### [EXERCISE REQUIREMENTS]
Lines of the data that contain the word "subcmd" are the ones to copy.

### [GIVEN RECORDS]
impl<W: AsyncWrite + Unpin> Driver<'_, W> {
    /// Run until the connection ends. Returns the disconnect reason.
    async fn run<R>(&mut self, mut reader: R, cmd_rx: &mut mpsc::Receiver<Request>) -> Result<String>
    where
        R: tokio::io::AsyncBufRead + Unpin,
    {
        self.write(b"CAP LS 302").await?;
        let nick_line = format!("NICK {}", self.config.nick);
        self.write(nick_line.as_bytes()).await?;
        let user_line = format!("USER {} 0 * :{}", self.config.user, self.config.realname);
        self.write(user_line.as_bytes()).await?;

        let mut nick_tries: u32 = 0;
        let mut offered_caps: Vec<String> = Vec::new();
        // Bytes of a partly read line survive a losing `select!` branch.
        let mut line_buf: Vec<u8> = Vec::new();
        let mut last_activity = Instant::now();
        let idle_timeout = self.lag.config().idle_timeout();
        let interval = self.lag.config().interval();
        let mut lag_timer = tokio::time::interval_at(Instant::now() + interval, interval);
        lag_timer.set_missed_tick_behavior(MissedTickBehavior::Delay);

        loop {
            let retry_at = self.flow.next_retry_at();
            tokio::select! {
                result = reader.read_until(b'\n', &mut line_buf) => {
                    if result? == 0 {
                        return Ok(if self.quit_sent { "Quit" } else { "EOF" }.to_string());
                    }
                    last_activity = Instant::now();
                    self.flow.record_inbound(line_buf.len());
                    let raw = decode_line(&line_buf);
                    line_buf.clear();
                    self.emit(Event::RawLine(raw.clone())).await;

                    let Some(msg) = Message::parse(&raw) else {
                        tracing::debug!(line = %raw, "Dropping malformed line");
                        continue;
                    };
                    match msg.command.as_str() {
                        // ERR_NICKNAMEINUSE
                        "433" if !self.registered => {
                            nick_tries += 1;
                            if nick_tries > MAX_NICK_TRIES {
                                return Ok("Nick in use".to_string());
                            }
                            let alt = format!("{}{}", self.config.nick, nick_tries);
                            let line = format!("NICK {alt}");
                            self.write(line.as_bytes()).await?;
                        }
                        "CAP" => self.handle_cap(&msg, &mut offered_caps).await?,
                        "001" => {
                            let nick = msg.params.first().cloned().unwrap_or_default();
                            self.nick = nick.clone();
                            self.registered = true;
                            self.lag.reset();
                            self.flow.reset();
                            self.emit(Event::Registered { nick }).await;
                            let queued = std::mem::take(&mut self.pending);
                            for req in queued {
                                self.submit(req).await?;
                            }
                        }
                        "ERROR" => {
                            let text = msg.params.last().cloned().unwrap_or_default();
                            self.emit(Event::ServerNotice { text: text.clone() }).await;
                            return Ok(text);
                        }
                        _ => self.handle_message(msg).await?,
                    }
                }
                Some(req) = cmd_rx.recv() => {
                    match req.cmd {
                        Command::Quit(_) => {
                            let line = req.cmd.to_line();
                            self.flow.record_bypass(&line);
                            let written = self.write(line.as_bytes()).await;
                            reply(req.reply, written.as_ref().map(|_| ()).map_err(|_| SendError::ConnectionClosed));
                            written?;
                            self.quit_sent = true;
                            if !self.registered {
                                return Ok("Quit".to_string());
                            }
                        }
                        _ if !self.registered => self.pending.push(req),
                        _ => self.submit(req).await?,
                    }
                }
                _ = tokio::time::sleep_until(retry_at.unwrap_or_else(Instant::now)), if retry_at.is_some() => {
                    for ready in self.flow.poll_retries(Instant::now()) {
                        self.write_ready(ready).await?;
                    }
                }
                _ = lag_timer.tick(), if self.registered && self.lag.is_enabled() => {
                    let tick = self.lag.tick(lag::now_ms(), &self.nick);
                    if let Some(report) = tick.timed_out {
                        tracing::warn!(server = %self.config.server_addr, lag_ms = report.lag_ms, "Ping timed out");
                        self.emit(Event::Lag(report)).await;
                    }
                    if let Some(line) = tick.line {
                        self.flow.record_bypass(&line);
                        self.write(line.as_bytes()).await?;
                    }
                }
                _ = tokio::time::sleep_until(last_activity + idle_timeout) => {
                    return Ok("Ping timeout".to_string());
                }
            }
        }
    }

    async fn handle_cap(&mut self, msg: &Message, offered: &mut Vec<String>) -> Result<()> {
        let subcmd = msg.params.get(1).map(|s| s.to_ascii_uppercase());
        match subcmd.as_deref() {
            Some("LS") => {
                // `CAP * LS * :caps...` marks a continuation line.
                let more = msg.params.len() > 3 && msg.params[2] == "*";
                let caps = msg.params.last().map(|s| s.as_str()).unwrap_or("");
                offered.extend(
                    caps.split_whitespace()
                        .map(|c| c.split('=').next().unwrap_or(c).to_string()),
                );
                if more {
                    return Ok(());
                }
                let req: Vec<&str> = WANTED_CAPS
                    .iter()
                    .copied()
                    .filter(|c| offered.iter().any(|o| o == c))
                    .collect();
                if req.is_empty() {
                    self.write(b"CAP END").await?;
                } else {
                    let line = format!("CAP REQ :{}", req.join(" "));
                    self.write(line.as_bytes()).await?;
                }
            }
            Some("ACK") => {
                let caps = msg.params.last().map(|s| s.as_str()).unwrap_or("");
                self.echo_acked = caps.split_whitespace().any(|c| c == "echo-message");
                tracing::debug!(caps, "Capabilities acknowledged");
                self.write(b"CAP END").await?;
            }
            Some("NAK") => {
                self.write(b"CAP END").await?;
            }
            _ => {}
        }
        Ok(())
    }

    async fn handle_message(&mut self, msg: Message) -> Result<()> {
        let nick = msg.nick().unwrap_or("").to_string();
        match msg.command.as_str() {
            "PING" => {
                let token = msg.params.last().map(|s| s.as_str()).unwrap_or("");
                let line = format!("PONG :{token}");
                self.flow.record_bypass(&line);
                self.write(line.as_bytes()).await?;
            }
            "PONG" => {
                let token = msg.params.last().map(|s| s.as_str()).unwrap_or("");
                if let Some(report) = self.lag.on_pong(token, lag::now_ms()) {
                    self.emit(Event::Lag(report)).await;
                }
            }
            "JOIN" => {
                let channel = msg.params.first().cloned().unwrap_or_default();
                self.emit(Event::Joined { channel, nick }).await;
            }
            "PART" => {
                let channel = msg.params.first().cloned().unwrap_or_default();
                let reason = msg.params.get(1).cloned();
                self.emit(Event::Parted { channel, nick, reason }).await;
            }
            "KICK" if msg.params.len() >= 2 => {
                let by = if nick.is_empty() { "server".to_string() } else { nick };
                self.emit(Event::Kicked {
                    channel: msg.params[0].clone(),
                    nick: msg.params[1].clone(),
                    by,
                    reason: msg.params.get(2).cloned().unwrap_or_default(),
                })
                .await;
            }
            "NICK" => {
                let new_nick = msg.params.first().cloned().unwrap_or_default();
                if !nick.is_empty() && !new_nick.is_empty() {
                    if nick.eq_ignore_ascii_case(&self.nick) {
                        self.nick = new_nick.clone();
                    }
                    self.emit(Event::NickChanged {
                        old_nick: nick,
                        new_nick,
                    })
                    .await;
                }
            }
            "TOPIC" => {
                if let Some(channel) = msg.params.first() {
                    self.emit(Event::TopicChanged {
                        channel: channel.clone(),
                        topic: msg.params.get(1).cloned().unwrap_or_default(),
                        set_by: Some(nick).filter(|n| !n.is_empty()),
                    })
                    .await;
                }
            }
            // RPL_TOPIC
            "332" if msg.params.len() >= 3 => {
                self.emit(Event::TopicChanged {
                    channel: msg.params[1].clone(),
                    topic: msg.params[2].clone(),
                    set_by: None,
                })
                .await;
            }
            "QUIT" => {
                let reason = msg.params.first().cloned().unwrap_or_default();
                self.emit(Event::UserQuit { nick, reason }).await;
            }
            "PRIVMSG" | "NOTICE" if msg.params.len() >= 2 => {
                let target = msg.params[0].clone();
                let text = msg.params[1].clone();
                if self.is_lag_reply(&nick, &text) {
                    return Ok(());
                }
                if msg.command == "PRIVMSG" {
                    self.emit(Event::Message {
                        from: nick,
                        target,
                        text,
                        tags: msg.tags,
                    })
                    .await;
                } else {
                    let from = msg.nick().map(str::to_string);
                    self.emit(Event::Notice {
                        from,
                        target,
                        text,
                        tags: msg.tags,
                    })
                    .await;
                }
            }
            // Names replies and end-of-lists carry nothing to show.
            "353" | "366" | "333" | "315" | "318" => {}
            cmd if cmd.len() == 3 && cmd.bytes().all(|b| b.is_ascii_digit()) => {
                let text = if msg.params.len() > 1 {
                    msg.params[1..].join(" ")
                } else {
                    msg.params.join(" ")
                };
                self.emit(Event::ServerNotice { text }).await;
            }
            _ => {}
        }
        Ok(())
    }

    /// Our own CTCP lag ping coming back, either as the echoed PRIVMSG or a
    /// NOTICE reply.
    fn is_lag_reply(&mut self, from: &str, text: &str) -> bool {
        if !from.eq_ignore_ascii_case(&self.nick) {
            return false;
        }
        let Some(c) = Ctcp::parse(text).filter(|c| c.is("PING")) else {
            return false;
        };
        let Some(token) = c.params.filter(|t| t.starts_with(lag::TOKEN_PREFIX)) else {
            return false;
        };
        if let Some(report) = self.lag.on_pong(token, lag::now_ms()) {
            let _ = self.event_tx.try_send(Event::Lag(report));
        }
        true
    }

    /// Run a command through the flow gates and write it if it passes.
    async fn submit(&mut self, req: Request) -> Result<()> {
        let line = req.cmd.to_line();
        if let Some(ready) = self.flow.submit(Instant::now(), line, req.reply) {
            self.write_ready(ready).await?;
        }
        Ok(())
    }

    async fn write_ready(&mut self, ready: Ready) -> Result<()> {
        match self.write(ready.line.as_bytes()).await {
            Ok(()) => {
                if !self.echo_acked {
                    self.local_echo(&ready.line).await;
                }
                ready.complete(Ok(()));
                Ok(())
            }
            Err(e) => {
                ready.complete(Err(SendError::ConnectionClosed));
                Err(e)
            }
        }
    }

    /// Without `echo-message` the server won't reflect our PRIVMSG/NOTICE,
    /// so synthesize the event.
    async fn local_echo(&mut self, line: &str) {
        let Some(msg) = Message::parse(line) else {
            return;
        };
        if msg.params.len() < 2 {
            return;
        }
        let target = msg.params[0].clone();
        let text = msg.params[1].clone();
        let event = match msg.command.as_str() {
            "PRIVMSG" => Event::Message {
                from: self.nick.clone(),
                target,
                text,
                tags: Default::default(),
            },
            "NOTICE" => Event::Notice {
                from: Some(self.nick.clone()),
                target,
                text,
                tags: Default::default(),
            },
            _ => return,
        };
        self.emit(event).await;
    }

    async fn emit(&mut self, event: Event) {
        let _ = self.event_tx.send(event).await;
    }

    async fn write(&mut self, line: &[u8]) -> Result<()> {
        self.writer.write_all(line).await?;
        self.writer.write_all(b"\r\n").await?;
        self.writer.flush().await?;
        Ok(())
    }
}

### [ANSWER TO THE EXERCISE]
        let subcmd = msg.params.get(1).map(|s| s.to_ascii_uppercase());
        match subcmd.as_deref() {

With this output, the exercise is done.